Word for word, print all of the lines below.

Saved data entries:
╔══

impl GlobalCommand {
    pub fn try_from(s: &str) -> Result<Self> {
        parse_enum(s, "global command")
    }
}

/// Commands that act on one shot, or add a new one (`shot`).
#[derive(Debug, Clone, Copy, PartialEq, Eq, EnumString, Display, AsRefStr, EnumIterDerive)]
#[strum(ascii_case_insensitive, serialize_all = "lowercase")]
pub enum ShotAction {
    #[strum(serialize = "shot", to_string = "shot")]
    Add,
    #[strum(serialize = "mod", to_string = "mod")]
    Modify,
    #[strum(serialize = "del", to_string = "del")]
    Delete,
    #[strum(serialize = "retake", to_string = "retake")]
    Retake,
    #[strum(serialize = "toggle", to_string = "toggle")]
    Toggle,
}

impl ShotAction {
    pub fn try_from(s: &str) -> Result<Self> {
        parse_enum(s, "shot action")
    }
}

#[derive(Debug, Clone, Copy, PartialEq, Eq, EnumString, Display, AsRefStr, EnumIterDerive)]
#[strum(ascii_case_insensitive, serialize_all = "lowercase")]
pub enum GearAction {
    #[strum(serialize = "gear", to_string = "gear")]
    Assign,
    #[strum(serialize = "ungear", to_string = "ungear")]
    Unassign,
    #[strum(serialize = "prep", to_string = "prep")]
    Prepare,
    #[strum(serialize = "unprep", to_string = "unprep")]
    Unprepare,
}

impl GearAction {
    pub fn try_from(s: &str) -> Result<Self> {
        parse_enum(s, "gear action")
    }

    pub fn past_tense(self) -> &'static str {
        match self {
            GearAction::Assign => "Assigned",
            GearAction::Unassign => "Unassigned",
            GearAction::Prepare => "Prepared",
            GearAction::Unprepare => "Unprepared",
        }
    }
}

#[derive(Debug, Clone, Copy, PartialEq, Eq, EnumString, Display, AsRefStr, EnumIterDerive)]
#[strum(ascii_case_insensitive, serialize_all = "lowercase")]
pub enum TypeHelpCommand {
    #[strum(serialize = "date", to_string = "date")]
    Date,
    #[strum(serialize = "time", to_string = "time")]
    Time,
    #[strum(serialize = "duration", to_string = "duration")]
    Duration,
    #[strum(serialize = "modes", to_string = "modes")]
    Modes,
}

impl TypeHelpCommand {
    pub fn try_from(s: &str) -> Result<Self> {
        parse_enum(s, "type help command")
    }

    pub fn usage(&self) -> String {
        match self {
            TypeHelpCommand::Date => ShootDate::usage(),
            TypeHelpCommand::Time => ClockTime::usage(),
            TypeHelpCommand::Duration => ShotDuration::usage(),
            TypeHelpCommand::Modes => TransportMode::usage(),
        }
    }
}

// ---------------------------------------------------------------------------
// Shoot dates
// ---------------------------------------------------------------------------

/// A calendar day. Every date entering the system is normalized to this,
/// so equality, grouping and ordering all compare the same value.
#[derive(Debug, Clone, Copy, PartialEq, Eq, PartialOrd, Ord, Hash)]
pub struct ShootDate(pub NaiveDate);

#[derive(Copy, Clone, Debug, EnumIterDerive, AsRefStr, EnumString)]
pub enum DateFormat {
    #[strum(serialize = "%Y-%m-%d")]
    YmdDash,
    #[strum(serialize = "%m-%d-%Y")]
    MdYDash,
    #[strum(serialize = "%Y/%m/%d")]
    YmdSlash,
    #[strum(serialize = "%m/%d/%Y")]
    MdYSlash,
    #[strum(serialize = "%m-%d")]
    MdDash,
    #[strum(serialize = "%m/%d")]
    MdSlash,
    #[strum(serialize = "%b %d %Y")]
    MonDY,
    #[strum(serialize = "%b %d, %Y")]
    MonDCommaY,
    #[strum(serialize = "%b %d")]
    MonD,
}

#[derive(Debug, Clone)]
struct DateParseSpec {
    input: String,
    date_format: DateFormat,
}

╚══

Result of this exercise:
impl GlobalCommand {
    pub fn try_from(s: &str) -> Result<Self> {
        parse_enum(s, "global command")
    }
}

/// Commands that act on one shot, or add a new one (`shot`).
#[derive(Debug, Clone, Copy, PartialEq, Eq, EnumString, Display, AsRefStr, EnumIterDerive)]
#[strum(ascii_case_insensitive, serialize_all = "lowercase")]
pub enum ShotAction {
    #[strum(serialize = "shot", to_string = "shot")]
    Add,
    #[strum(serialize = "mod", to_string = "mod")]
    Modify,
    #[strum(serialize = "del", to_string = "del")]
    Delete,
    #[strum(serialize = "retake", to_string = "retake")]
    Retake,
    #[strum(serialize = "toggle", to_string = "toggle")]
    Toggle,
}

impl ShotAction {
    pub fn try_from(s: &str) -> Result<Self> {
        parse_enum(s, "shot action")
    }
}

#[derive(Debug, Clone, Copy, PartialEq, Eq, EnumString, Display, AsRefStr, EnumIterDerive)]
#[strum(ascii_case_insensitive, serialize_all = "lowercase")]
pub enum GearAction {
    #[strum(serialize = "gear", to_string = "gear")]
    Assign,
    #[strum(serialize = "ungear", to_string = "ungear")]
    Unassign,
    #[strum(serialize = "prep", to_string = "prep")]
    Prepare,
    #[strum(serialize = "unprep", to_string = "unprep")]
    Unprepare,
}

impl GearAction {
    pub fn try_from(s: &str) -> Result<Self> {
        parse_enum(s, "gear action")
    }

    pub fn past_tense(self) -> &'static str {
        match self {
            GearAction::Assign => "Assigned",
            GearAction::Unassign => "Unassigned",
            GearAction::Prepare => "Prepared",
            GearAction::Unprepare => "Unprepared",
        }
    }
}

#[derive(Debug, Clone, Copy, PartialEq, Eq, EnumString, Display, AsRefStr, EnumIterDerive)]
#[strum(ascii_case_insensitive, serialize_all = "lowercase")]
pub enum TypeHelpCommand {
    #[strum(serialize = "date", to_string = "date")]
    Date,
    #[strum(serialize = "time", to_string = "time")]
    Time,
    #[strum(serialize = "duration", to_string = "duration")]
    Duration,
    #[strum(serialize = "modes", to_string = "modes")]
    Modes,
}

impl TypeHelpCommand {
    pub fn try_from(s: &str) -> Result<Self> {
        parse_enum(s, "type help command")
    }

    pub fn usage(&self) -> String {
        match self {
            TypeHelpCommand::Date => ShootDate::usage(),
            TypeHelpCommand::Time => ClockTime::usage(),
            TypeHelpCommand::Duration => ShotDuration::usage(),
            TypeHelpCommand::Modes => TransportMode::usage(),
        }
    }
}

// ---------------------------------------------------------------------------
// Shoot dates
// ---------------------------------------------------------------------------

/// A calendar day. Every date entering the system is normalized to this,
/// so equality, grouping and ordering all compare the same value.
#[derive(Debug, Clone, Copy, PartialEq, Eq, PartialOrd, Ord, Hash)]
pub struct ShootDate(pub NaiveDate);

#[derive(Copy, Clone, Debug, EnumIterDerive, AsRefStr, EnumString)]
pub enum DateFormat {
    #[strum(serialize = "%Y-%m-%d")]
    YmdDash,
    #[strum(serialize = "%m-%d-%Y")]
    MdYDash,
    #[strum(serialize = "%Y/%m/%d")]
    YmdSlash,
    #[strum(serialize = "%m/%d/%Y")]
    MdYSlash,
    #[strum(serialize = "%m-%d")]
    MdDash,
    #[strum(serialize = "%m/%d")]
    MdSlash,
    #[strum(serialize = "%b %d %Y")]
    MonDY,
    #[strum(serialize = "%b %d, %Y")]
    MonDCommaY,
    #[strum(serialize = "%b %d")]
    MonD,
}

#[derive(Debug, Clone)]
struct DateParseSpec {
    input: String,
    date_format: DateFormat,
}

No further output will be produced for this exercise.